Les défenderesses ont offert une garantie sous la forme d'un
compromis d'avarie mais ont toutefois refusé de souscrire à la
convention de non-séparation et ont exigé la livraison de la
cargaison à Montréal. La demanderesse a refusé de livrer la
cargaison à Montréal plutôt qu'à Toronto et avait en outre
l'intention d'exercer un droit de rétention sur la cargaison afin
de garantir sa réclamation de contribution pour avarie com
mune. Aussi, le 17 mai 1976, Gibbs, Nathaniel (Canada) Ltd.

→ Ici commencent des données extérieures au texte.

//! JSON configuration for a framed window.
//!
//! ```json
//! {
//!   "size": { "fixed": { "width": 500, "height": 350 } },
//!   "style": "tool_bar",
//!   "background": { "glass": "regular" },
//!   "title": "Preview",
//!   "wallpaper": { "style": "sunset", "appearance": "dark" },
//!   "content": { "kind": "image", "path": "shot.png" }
//! }
//! ```

use std::fs::File;
use std::io::BufReader;
use std::path::{Path, PathBuf};

use serde::{Deserialize, Serialize};

use crate::compose::chrome::WindowChrome;
use crate::compose::content::Content;
use crate::foundation::color::Color;
use crate::foundation::error::{ChromeError, ChromeResult};
use crate::style::window::{Appearance, BackgroundStyle, WindowSize, WindowStyle};
use crate::wallpaper::palette::WallpaperStyle;

/// Serializable description of a [`WindowChrome`] and the ambient it is rendered under.
#[derive(Clone, Debug, PartialEq, Serialize, Deserialize)]
#[serde(deny_unknown_fields)]
pub struct ChromeConfig {
    #[serde(default)]
    pub size: WindowSize,
    #[serde(default)]
    pub style: WindowStyle,
    #[serde(default)]
    pub background: BackgroundStyle,
    #[serde(default = "default_true")]
    pub traffic_lights: bool,
    #[serde(default)]
    pub title: Option<String>,
    /// Pinned window appearance; unset follows `ambient`.
    #[serde(default)]
    pub appearance: Option<Appearance>,
    #[serde(default)]
    pub wallpaper: WallpaperConfig,
    /// Appearance of the surrounding environment.
    #[serde(default)]
    pub ambient: Appearance,
    pub content: ContentConfig,
    #[serde(default)]
    pub custom_wallpaper: Option<ContentConfig>,
}

#[derive(Clone, Copy, Debug, Default, PartialEq, Serialize, Deserialize)]
#[serde(deny_unknown_fields)]
pub struct WallpaperConfig {
    #[serde(default)]
    pub style: WallpaperStyle,
    #[serde(default)]
    pub appearance: Option<Appearance>,
}

#[derive(Clone, Debug, PartialEq, Serialize, Deserialize)]
#[serde(tag = "kind", rename_all = "snake_case", deny_unknown_fields)]
pub enum ContentConfig {
    Solid { width: f64, height: f64, color: Color },
    /// Image file; relative paths resolve against the assets root.
    Image { path: PathBuf },
}

fn default_true() -> bool {
    true
}

impl ContentConfig {
    fn load(&self, assets_root: &Path) -> ChromeResult<Content> {
        match self {
            Self::Solid {
                width,
                height,
                color,
            } => {
                if !width.is_finite() || !height.is_finite() {
                    return Err(ChromeError::config("solid content size must be finite"));
                }
                Ok(Content::solid(*width, *height, *color))
            }
            Self::Image { path } => {
                let resolved = if path.is_absolute() {
                    path.clone()
                } else {
                    assets_root.join(path)
                };
                Content::load_image(&resolved).map_err(|e| {
                    ChromeError::config(format!("load image '{}': {e}", resolved.display()))
                })
            }
        }
    }
}

impl ChromeConfig {
    pub fn from_reader<R: std::io::Read>(r: R) -> ChromeResult<Self> {
        serde_json::from_reader(r)
            .map_err(|e| ChromeError::serde(format!("parse chrome config JSON: {e}")))
    }

    pub fn from_json_str(s: &str) -> ChromeResult<Self> {
        serde_json::from_str(s)
            .map_err(|e| ChromeError::serde(format!("parse chrome config JSON: {e}")))
    }

    /// Read a config file from disk.
    pub fn load(path: impl AsRef<Path>) -> ChromeResult<Self> {
        let path = path.as_ref();
        let f = File::open(path).map_err(|e| {
            ChromeError::config(format!("open chrome config '{}': {e}", path.display()))
        })?;
        Self::from_reader(BufReader::new(f))
    }

    /// Build the configured chrome, loading image content relative to `assets_root`.
    pub fn into_chrome(self, assets_root: impl AsRef<Path>) -> ChromeResult<WindowChrome> {
        let root = assets_root.as_ref();
        let mut chrome = WindowChrome::new(self.content.load(root)?)
            .size(self.size)
            .style(self.style)
            .background(self.background)
            .traffic_lights(self.traffic_lights)
            .appearance(self.appearance)
            .wallpaper(self.wallpaper.style, self.wallpaper.appearance);
        if let Some(title) = self.title {
            chrome = chrome.title(title);
        }
        if let Some(custom) = &self.custom_wallpaper {
            chrome = chrome.custom_wallpaper(custom.load(root)?);
        }
        Ok(chrome)
    }
}

#[cfg(test)]
#[path = "../tests/unit/config.rs"]
mod tests;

a intenté une action devant la Cour fédérale du Canada, sous le
numéro de greffe T-1896-76, dans laquelle elle sollicitait
notamment une injonction ordonnant à Ellerman Lines Ltd. de
livrer la cargaison à Montréal en échange seulement d'une
garantie pour avaries communes n'incluant pas la convention de
non-séparation.
Le même jour, l'honorable juge Walsh a accordé l'injonction
et ordonné:
«L'injonction est accordée sous réserve pour la demanderesse
de fournir le compromis d'avarie mentionné au paragraphe 4
de l'affidavit, mais elle ne tranche pas la question de savoir si
la période de l'avarie commune devait être étendue de la date
du déchargement à Montréal jusqu'à la date d'arrivée prévue
à Toronto; cette question pourra, s'il y a lieu, être tranchée
par la Cour à une date ultérieure, au cours de procédures
appropriées. Les dépens suivront l'issue de la cause.»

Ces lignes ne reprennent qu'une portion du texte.